The First Meeting
Manny Bustos is a fourteen-year-old orphan who lives on the streets of the border town of Juarez, Mexico. Just across the bridge is the city of El Paso, Texas—a short distance, but a world away. Below the bridge is a "muddy trickle" of water, all that remains of the once proud Rio Grande. On any given day, beneath the bridge, packs of hungry children begging for money cry out to the tourists who are crossing above. Oftentimes, the tourists will toss coins down to them and laugh to see the urchins fight over their cynical offerings. Manny hates working under the bridge; he is much smaller than most of the other street kids, and generally does not fare well in the desperate competition. Soon, however, he will not have to worry about any of this. The fact that he is young and small will no longer matter, because he has strength, speed, and a willingness to work hard. From all that he has heard, that is "all that is needed" on the other side, and he has resolved to attempt the crossing tonight.
Robert S. Locke is "above all things, a sergeant." Outwardly, his bearing is impeccable. He stands with his back "ramrod straight...[he has] graying...hair and a straight mouth...steel blue eyes...a uniform...incredibly neat and sharp and true." Robert is the epitome of a soldier, but his outer image reveals nothing of his tormented soul. Unseen scars cover his mind and thoughts, and he must constantly drink to alleviate the pain caused by these wounds. Stationed in El Paso, Robert performs his obligations as a soldier flawlessly, but each night that he is not on duty, he crosses the bridge to Juarez, where he drinks "evenly and professionally" to anesthetize his brain. If he does not do this, "all of his friends from all the [past] battles [will] come...to visit," and, professional though he is, he cannot stand that.

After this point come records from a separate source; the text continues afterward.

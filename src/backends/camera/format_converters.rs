// SPDX-License-Identifier: GPL-3.0-only
//! Pixel format conversion utilities
//!
//! CPU conversions used by the frame analyzer: colour inversion of the decode
//! input and conversion of an analysis frame to RGBA for image export.

use super::types::{CameraFrame, PixelFormat};

/// Convert one YUV sample to RGB using BT.601 coefficients
fn yuv_to_rgb(y: u8, u: u8, v: u8) -> [u8; 3] {
    let y = y as f32;
    let u = u as f32 - 128.0;
    let v = v as f32 - 128.0;

    let r = (y + 1.402 * v).clamp(0.0, 255.0) as u8;
    let g = (y - 0.344 * u - 0.714 * v).clamp(0.0, 255.0) as u8;
    let b = (y + 1.772 * u).clamp(0.0, 255.0) as u8;
    [r, g, b]
}

/// Convert a frame to tightly packed RGBA
///
/// Returns `None` if the buffer is too small for the declared layout.
pub fn frame_to_rgba(frame: &CameraFrame) -> Option<Vec<u8>> {
    if !frame.is_valid() {
        return None;
    }

    let width = frame.width as usize;
    let height = frame.height as usize;
    let stride = frame.stride as usize;
    let data: &[u8] = &frame.data;
    let mut rgba = Vec::with_capacity(width * height * 4);

    match frame.format {
        PixelFormat::RGBA => {
            for row in 0..height {
                let start = row * stride;
                rgba.extend_from_slice(&data[start..start + width * 4]);
            }
        }
        PixelFormat::BGRA => {
            for row in 0..height {
                let start = row * stride;
                for px in data[start..start + width * 4].chunks_exact(4) {
                    rgba.extend_from_slice(&[px[2], px[1], px[0], px[3]]);
                }
            }
        }
        PixelFormat::RGB24 => {
            for row in 0..height {
                let start = row * stride;
                for px in data[start..start + width * 3].chunks_exact(3) {
                    rgba.extend_from_slice(&[px[0], px[1], px[2], 255]);
                }
            }
        }
        PixelFormat::Gray8 => {
            for row in 0..height {
                let start = row * stride;
                for &l in &data[start..start + width] {
                    rgba.extend_from_slice(&[l, l, l, 255]);
                }
            }
        }
        PixelFormat::NV12 | PixelFormat::NV21 | PixelFormat::I420 => {
            let chroma_w = width.div_ceil(2);
            let chroma_h = height.div_ceil(2);
            let chroma_start = stride * height;

            for row in 0..height {
                for col in 0..width {
                    let y = data[row * stride + col];
                    let (cx, cy) = (col / 2, row / 2);
                    let (u, v) = match frame.format {
                        PixelFormat::NV12 => {
                            let idx = chroma_start + cy * chroma_w * 2 + cx * 2;
                            (data[idx], data[idx + 1])
                        }
                        PixelFormat::NV21 => {
                            let idx = chroma_start + cy * chroma_w * 2 + cx * 2;
                            (data[idx + 1], data[idx])
                        }
                        _ => {
                            let u_idx = chroma_start + cy * chroma_w + cx;
                            let v_idx = chroma_start + chroma_w * chroma_h + cy * chroma_w + cx;
                            (data[u_idx], data[v_idx])
                        }
                    };
                    let [r, g, b] = yuv_to_rgb(y, u, v);
                    rgba.extend_from_slice(&[r, g, b, 255]);
                }
            }
        }
    }

    Some(rgba)
}

/// Invert the colours of a frame buffer
///
/// Alpha is kept; every colour channel becomes `255 - c`. For the YUV formats
/// luma and chroma are both inverted, which inverts the decoded RGB image
/// (within rounding). Layout and stride are unchanged.
pub fn invert_colors(data: &[u8], format: PixelFormat) -> Vec<u8> {
    match format {
        PixelFormat::RGBA | PixelFormat::BGRA => {
            let mut out = data.to_vec();
            for px in out.chunks_exact_mut(4) {
                px[0] = 255 - px[0];
                px[1] = 255 - px[1];
                px[2] = 255 - px[2];
            }
            out
        }
        PixelFormat::RGB24
        | PixelFormat::Gray8
        | PixelFormat::NV12
        | PixelFormat::NV21
        | PixelFormat::I420 => data.iter().map(|&c| 255 - c).collect(),
    }
}
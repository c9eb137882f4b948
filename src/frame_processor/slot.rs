// SPDX-License-Identifier: GPL-3.0-only

//! Single-frame handoff between the camera and the analysis task
//!
//! Backpressure policy is "keep only latest": the slot holds at most one
//! pending frame, and a newer frame replaces (and thereby releases) the one
//! still waiting.

use super::stats::{AnalyzerCounters, Counter};
use crate::backends::camera::CameraFrame;
use std::sync::atomic::{AtomicBool, Ordering};
use std::sync::{Arc, Mutex};
use tokio::sync::Notify;
use tracing::trace;

pub struct LatestFrameSlot {
    pending: Mutex<Option<CameraFrame>>,
    closed: AtomicBool,
    notify: Notify,
    counters: Arc<AnalyzerCounters>,
}

impl LatestFrameSlot {
    pub fn new(counters: Arc<AnalyzerCounters>) -> Self {
        Self {
            pending: Mutex::new(None),
            closed: AtomicBool::new(false),
            notify: Notify::new(),
            counters,
        }
    }

    /// Offer a frame from the camera
    ///
    /// Returns false (and releases the frame) once the slot is closed.
    pub fn push(&self, frame: CameraFrame) -> bool {
        let mut pending = self
            .pending
            .lock()
            .unwrap_or_else(|poisoned| poisoned.into_inner());
        // Checked under the lock so `close` cannot strand a frame here
        if self.is_closed() {
            drop(pending);
            trace!(sequence = frame.sequence, "Slot closed, releasing frame");
            return false;
        }
        self.counters.bump(Counter::Received);

        let replaced = pending.replace(frame);
        drop(pending);
        if let Some(stale) = replaced {
            trace!(sequence = stale.sequence, "Dropping backlogged frame");
            self.counters.bump(Counter::BacklogDropped);
        }

        self.notify.notify_one();
        true
    }

    /// Take the pending frame without waiting
    pub fn try_take(&self) -> Option<CameraFrame> {
        self.pending
            .lock()
            .unwrap_or_else(|poisoned| poisoned.into_inner())
            .take()
    }

    /// Wait for the next frame; `None` once the slot is closed
    pub async fn next(&self) -> Option<CameraFrame> {
        loop {
            if self.is_closed() {
                return None;
            }
            if let Some(frame) = self.try_take() {
                return Some(frame);
            }
            self.notify.notified().await;
        }
    }

    /// Stop accepting frames and release any pending one
    pub fn close(&self) {
        let pending = {
            let mut pending = self
                .pending
                .lock()
                .unwrap_or_else(|poisoned| poisoned.into_inner());
            self.closed.store(true, Ordering::SeqCst);
            pending.take()
        };
        drop(pending);
        self.notify.notify_one();
    }

    pub fn is_closed(&self) -> bool {
        self.closed.load(Ordering::SeqCst)
    }
}

impl std::fmt::Debug for LatestFrameSlot {
    fn fmt(&self, f: &mut std::fmt::Formatter<'_>) -> std::fmt::Result {
        f.debug_struct("LatestFrameSlot")
            .field("closed", &self.is_closed())
            .finish()
    }
}
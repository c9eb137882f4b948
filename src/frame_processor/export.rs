// SPDX-License-Identifier: GPL-3.0-only

//! Frame export for detections that return an image
//!
//! Converts an analysis frame to an upright PNG. This is CPU-heavy and runs on
//! the blocking pool, never on the analysis task.

use crate::backends::camera::format_converters::frame_to_rgba;
use crate::backends::camera::{CameraFrame, SensorRotation};
use image::{ImageFormat, RgbaImage, imageops};
use std::io::Cursor;
use tracing::debug;

/// Encoded image data
#[derive(Debug, Clone, PartialEq, Eq)]
pub struct EncodedImage {
    pub data: Vec<u8>,
    pub width: u32,
    pub height: u32,
}

/// Export failure
#[derive(Debug, Clone, PartialEq, Eq, thiserror::Error)]
pub enum ExportError {
    #[error("frame buffer does not match its dimensions")]
    InvalidFrame,
    #[error("PNG encoding failed: {0}")]
    Encoding(String),
}

/// Rotate an RGBA image clockwise by the sensor rotation
pub fn rotate(image: RgbaImage, rotation: SensorRotation) -> RgbaImage {
    match rotation {
        SensorRotation::None => image,
        SensorRotation::Rotate90 => imageops::rotate90(&image),
        SensorRotation::Rotate180 => imageops::rotate180(&image),
        SensorRotation::Rotate270 => imageops::rotate270(&image),
    }
}

/// Convert `frame` to RGBA, rotate it upright and encode it as PNG
pub fn export_frame(frame: &CameraFrame) -> Result<EncodedImage, ExportError> {
    let start = std::time::Instant::now();

    let rgba = frame_to_rgba(frame).ok_or(ExportError::InvalidFrame)?;
    let bitmap =
        RgbaImage::from_raw(frame.width, frame.height, rgba).ok_or(ExportError::InvalidFrame)?;
    let upright = rotate(bitmap, frame.rotation);
    let (width, height) = upright.dimensions();

    let mut data = Vec::new();
    upright
        .write_to(&mut Cursor::new(&mut data), ImageFormat::Png)
        .map_err(|e| ExportError::Encoding(e.to_string()))?;

    debug!(
        width,
        height,
        bytes = data.len(),
        elapsed_ms = start.elapsed().as_millis(),
        "Exported frame as PNG"
    );

    Ok(EncodedImage {
        data,
        width,
        height,
    })
}
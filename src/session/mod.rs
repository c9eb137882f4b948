// SPDX-License-Identifier: GPL-3.0-only

//! Scanning session lifecycle
//!
//! A [`ScannerSession`] owns everything a scan needs while it runs: the bound
//! camera, the preview render target, the display listener, the camera state
//! observer and the analysis task. Lifecycle:
//!
//! ```text
//! Stopped ──start──► Starting ──► Running ◄──resume── Paused
//!    ▲                  │           │  └────pause────────▲
//!    └──── failure ─────┘           └──stop──► Stopped   │
//!                                              ▲─stop────┘
//! ```
//!
//! Teardown always runs in the same order and tolerates resources that were
//! never acquired, so a failed start leaves nothing behind.

pub mod controls;
pub mod state;

pub use state::{SessionState, StartResult};

use crate::backends::camera::{
    BindRequest, BoundCamera, CameraBackend, CameraStateChange, RegistrationId, RenderTarget,
    TorchState,
};
use crate::config::SessionConfig;
use crate::errors::{ScannerError, ScannerResult};
use crate::frame_processor::{
    AnalyzerCounters, AnalyzerStats, BarcodeDecoder, DecoderOptions, EventSender, FrameAnalyzer,
    LatestFrameSlot, ScanEvent,
};
use std::sync::{Arc, Mutex, MutexGuard};
use tokio::runtime::Handle;
use tokio::task::JoinHandle;
use tracing::{debug, info, warn};
use uuid::Uuid;

/// Internal session state
struct SessionInner {
    id: Uuid,
    backend: Arc<dyn CameraBackend>,
    runtime: Handle,
    events: EventSender,
    state: SessionState,
    counters: Arc<AnalyzerCounters>,
    active: Option<ActiveSession>,
}

/// Resources held between start and stop
struct ActiveSession {
    config: Arc<SessionConfig>,
    analyzer: Arc<FrameAnalyzer>,
    slot: Arc<LatestFrameSlot>,
    task: Option<JoinHandle<()>>,
    render_target: Option<RenderTarget>,
    display_listener: Option<RegistrationId>,
    camera: Option<Arc<dyn BoundCamera>>,
    observer: Option<RegistrationId>,
}

impl ActiveSession {
    fn bind_request(&self) -> ScannerResult<BindRequest> {
        let render_target = self
            .render_target
            .ok_or_else(|| ScannerError::CameraError("no render target".into()))?;
        Ok(BindRequest {
            facing: self.config.facing,
            target_resolution: self.config.target_resolution,
            render_target,
        })
    }

    fn unbind_camera(&mut self, backend: &dyn CameraBackend) {
        if let Some(camera) = self.camera.take() {
            if let Some(id) = self.observer.take() {
                camera.remove_state_observer(id);
            }
        }
        backend.unbind_all();
    }

    /// Release everything in teardown order
    fn teardown(&mut self, backend: &dyn CameraBackend) {
        if let Some(id) = self.display_listener.take() {
            backend.unregister_display_listener(id);
        }
        if let (Some(camera), Some(id)) = (self.camera.as_ref(), self.observer.take()) {
            camera.remove_state_observer(id);
        }

        self.slot.close();
        self.analyzer.deactivate();
        if let Some(task) = self.task.take() {
            task.abort();
        }

        self.camera = None;
        backend.unbind_all();

        if let Some(target) = self.render_target.take() {
            backend.release_render_target(target);
        }
        if let Some(decoder) = self.analyzer.take_decoder() {
            decoder.close();
        }
        self.analyzer.reset_duplicates();
    }
}

/// Barcode scanning session
///
/// Cheap to clone; clones share one session. The session is torn down when
/// the last clone is dropped.
#[derive(Clone)]
pub struct ScannerSession {
    inner: Arc<Mutex<SessionInner>>,
}

impl ScannerSession {
    /// Create a stopped session
    ///
    /// The analysis task is spawned on `runtime`; detections, errors and
    /// camera state changes are sent to `events`.
    pub fn new(backend: Arc<dyn CameraBackend>, runtime: Handle, events: EventSender) -> Self {
        let id = Uuid::new_v4();
        debug!(session = %id, "Creating scanner session");
        Self {
            inner: Arc::new(Mutex::new(SessionInner {
                id,
                backend,
                runtime,
                events,
                state: SessionState::Stopped,
                counters: Arc::new(AnalyzerCounters::default()),
                active: None,
            })),
        }
    }

    fn lock(&self) -> MutexGuard<'_, SessionInner> {
        self.inner.lock().unwrap_or_else(|poisoned| poisoned.into_inner())
    }

    pub fn session_id(&self) -> Uuid {
        self.lock().id
    }

    pub fn state(&self) -> SessionState {
        self.lock().state
    }

    /// Pipeline counters of the current or most recent session
    pub fn stats(&self) -> AnalyzerStats {
        self.lock().counters.snapshot()
    }

    /// Payloads of the last reported detection (`NoDuplicates` mode)
    pub fn last_scanned(&self) -> Vec<String> {
        self.lock()
            .active
            .as_ref()
            .map(|a| a.analyzer.last_scanned())
            .unwrap_or_default()
    }

    /// Torch state of the bound camera; `Unavailable` when nothing is bound
    pub fn torch_state(&self) -> TorchState {
        let inner = self.lock();
        inner
            .active
            .as_ref()
            .and_then(|a| a.camera.as_ref())
            .map(|camera| torch_state_of(camera.as_ref()))
            .unwrap_or(TorchState::Unavailable)
    }

    /// Start scanning
    ///
    /// `decoder_factory` is called once with the configured decoder options,
    /// before the session lock is taken, so it may call back into the session.
    /// On failure the session is left stopped with every acquired resource
    /// released.
    pub fn start<F>(&self, config: SessionConfig, decoder_factory: F) -> ScannerResult<StartResult>
    where
        F: FnOnce(&DecoderOptions) -> Arc<dyn BarcodeDecoder>,
    {
        if self.state() != SessionState::Stopped {
            return Err(ScannerError::AlreadyStarted);
        }
        config.validate()?;
        let decoder = decoder_factory(&config.decoder_options);

        let mut inner = self.lock();
        if inner.state != SessionState::Stopped {
            // Lost a race with another start
            decoder.close();
            return Err(ScannerError::AlreadyStarted);
        }

        info!(
            session = %inner.id,
            mode = ?config.detection_mode,
            facing = %config.facing,
            return_image = config.return_image,
            invert_image = config.invert_image,
            "Starting scanner session"
        );
        inner.state = SessionState::Starting;

        match inner.start_active(config, decoder) {
            Ok((active, result)) => {
                inner.active = Some(active);
                inner.state = SessionState::Running;
                info!(
                    session = %inner.id,
                    width = result.width,
                    height = result.height,
                    torch = ?result.torch_state,
                    "Scanner session started"
                );
                Ok(result)
            }
            Err(e) => {
                warn!(session = %inner.id, error = %e, "Scanner session failed to start");
                inner.state = SessionState::Stopped;
                Err(e)
            }
        }
    }

    /// Unbind the camera but keep the analyzer and preview target
    pub fn pause(&self) -> ScannerResult<()> {
        let mut inner = self.lock();
        match inner.state {
            SessionState::Paused => return Err(ScannerError::AlreadyPaused),
            SessionState::Stopped | SessionState::Starting => {
                return Err(ScannerError::AlreadyStopped);
            }
            SessionState::Running => {}
        }

        let backend = Arc::clone(&inner.backend);
        if let Some(active) = inner.active.as_mut() {
            active.unbind_camera(backend.as_ref());
        }
        inner.state = SessionState::Paused;
        info!(session = %inner.id, "Scanner session paused");
        Ok(())
    }

    /// Rebind the camera of a paused session
    ///
    /// If the camera can no longer be bound the session is stopped.
    pub fn resume(&self) -> ScannerResult<StartResult> {
        let mut inner = self.lock();
        match inner.state {
            SessionState::Running => return Err(ScannerError::AlreadyStarted),
            SessionState::Stopped | SessionState::Starting => {
                return Err(ScannerError::AlreadyStopped);
            }
            SessionState::Paused => {}
        }

        match inner.resume_active() {
            Ok(result) => {
                inner.state = SessionState::Running;
                info!(session = %inner.id, "Scanner session resumed");
                Ok(result)
            }
            Err(e) => {
                warn!(session = %inner.id, error = %e, "Scanner session failed to resume");
                inner.shutdown();
                Err(e)
            }
        }
    }

    /// Stop scanning and release every resource
    pub fn stop(&self) -> ScannerResult<()> {
        let mut inner = self.lock();
        if !inner.state.is_active() {
            return Err(ScannerError::AlreadyStopped);
        }
        inner.shutdown();
        Ok(())
    }

    /// Stop if active; otherwise do nothing
    pub fn dispose(&self) {
        let mut inner = self.lock();
        if inner.state.is_active() {
            inner.shutdown();
        }
    }
}

impl std::fmt::Debug for ScannerSession {
    fn fmt(&self, f: &mut std::fmt::Formatter<'_>) -> std::fmt::Result {
        let inner = self.lock();
        f.debug_struct("ScannerSession")
            .field("id", &inner.id)
            .field("state", &inner.state)
            .finish()
    }
}

impl SessionInner {
    fn start_active(
        &mut self,
        config: SessionConfig,
        decoder: Arc<dyn BarcodeDecoder>,
    ) -> ScannerResult<(ActiveSession, StartResult)> {
        let config = Arc::new(config);

        self.counters = Arc::new(AnalyzerCounters::default());
        let analyzer = Arc::new(FrameAnalyzer::new(
            Arc::clone(&config),
            decoder,
            self.events.clone(),
            Arc::clone(&self.counters),
        ));
        let slot = Arc::new(LatestFrameSlot::new(Arc::clone(&self.counters)));

        let mut active = ActiveSession {
            config,
            analyzer,
            slot,
            task: None,
            render_target: None,
            display_listener: None,
            camera: None,
            observer: None,
        };

        match self.acquire(&mut active) {
            Ok(result) => Ok((active, result)),
            Err(e) => {
                active.teardown(self.backend.as_ref());
                Err(e)
            }
        }
    }

    fn acquire(&self, active: &mut ActiveSession) -> ScannerResult<StartResult> {
        let backend = self.backend.as_ref();
        backend.connect()?;
        backend.unbind_all();

        active.render_target = Some(backend.create_render_target()?);

        let analyzer = Arc::clone(&active.analyzer);
        let slot = Arc::clone(&active.slot);
        active.task = Some(self.runtime.spawn(analyzer.run(slot)));

        let camera = self.bind(active)?;

        if active.config.target_resolution.is_some() {
            active.display_listener = backend.register_display_listener();
        }

        if active.config.torch_enabled && camera.has_flash_unit() {
            if let Err(e) = camera.enable_torch(true) {
                warn!(session = %self.id, error = %e, "Failed to enable torch at start");
            }
        }

        Ok(self.start_result(active, camera.as_ref()))
    }

    /// Bind the camera and register the state observer
    fn bind(&self, active: &mut ActiveSession) -> ScannerResult<Arc<dyn BoundCamera>> {
        let request = active.bind_request()?;
        let camera = self
            .backend
            .bind(&request, Arc::clone(&active.slot))
            .map_err(|e| {
                warn!(session = %self.id, error = %e, "Failed to bind camera");
                ScannerError::NoCamera
            })?;

        active.observer = Some(camera.add_state_observer(state_observer(self.events.clone())));
        active.camera = Some(Arc::clone(&camera));
        Ok(camera)
    }

    fn resume_active(&mut self) -> ScannerResult<StartResult> {
        let mut active = self.active.take().ok_or(ScannerError::AlreadyStopped)?;
        let result = self
            .bind(&mut active)
            .map(|camera| self.start_result(&active, camera.as_ref()));
        self.active = Some(active);
        result
    }

    fn start_result(&self, active: &ActiveSession, camera: &dyn BoundCamera) -> StartResult {
        let (width, height) =
            StartResult::preview_size(camera.resolution(), camera.sensor_rotation());
        StartResult {
            width,
            height,
            torch_state: torch_state_of(camera),
            render_target_id: active.render_target.map(|t| t.id).unwrap_or_default(),
            camera_count: self.backend.camera_count(),
        }
    }

    fn shutdown(&mut self) {
        if let Some(mut active) = self.active.take() {
            active.teardown(self.backend.as_ref());
        }
        self.state = SessionState::Stopped;
        info!(session = %self.id, "Scanner session stopped");
    }
}

impl Drop for SessionInner {
    fn drop(&mut self) {
        if self.active.is_some() {
            debug!(session = %self.id, "Disposing scanner session on drop");
            self.shutdown();
        }
    }
}

fn torch_state_of(camera: &dyn BoundCamera) -> TorchState {
    if camera.has_flash_unit() {
        TorchState::from_enabled(camera.torch_enabled())
    } else {
        TorchState::Unavailable
    }
}

/// Forward camera state changes to the caller's event channel
fn state_observer(events: EventSender) -> crate::backends::camera::CameraStateObserver {
    Box::new(move |change| {
        let event = match change {
            CameraStateChange::Torch(enabled) => {
                ScanEvent::TorchStateChanged(TorchState::from_enabled(enabled))
            }
            CameraStateChange::Zoom { linear, .. } => ScanEvent::ZoomChanged(linear),
        };
        if events.send(event).is_err() {
            debug!("Event receiver dropped, discarding camera state change");
        }
    })
}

On this particular night, Robert goes to the Club Congo Tiki, a place he frequents because it is "incredibly ugly and in such poor taste that it [is] almost not real to him." Fittingly, the Congo Tiki helps him to leave the real world behind and allows him to sojourn in a place of dreams where his "old friends" cannot come to call. It is Robert's habit to sit at a table in the back corner of the establishment, and to drink methodically, until he is in such a fog that he is "blind...[to] all other things."
Out on the streets, Manny crouches in the...
(The entire section is 2420 words.)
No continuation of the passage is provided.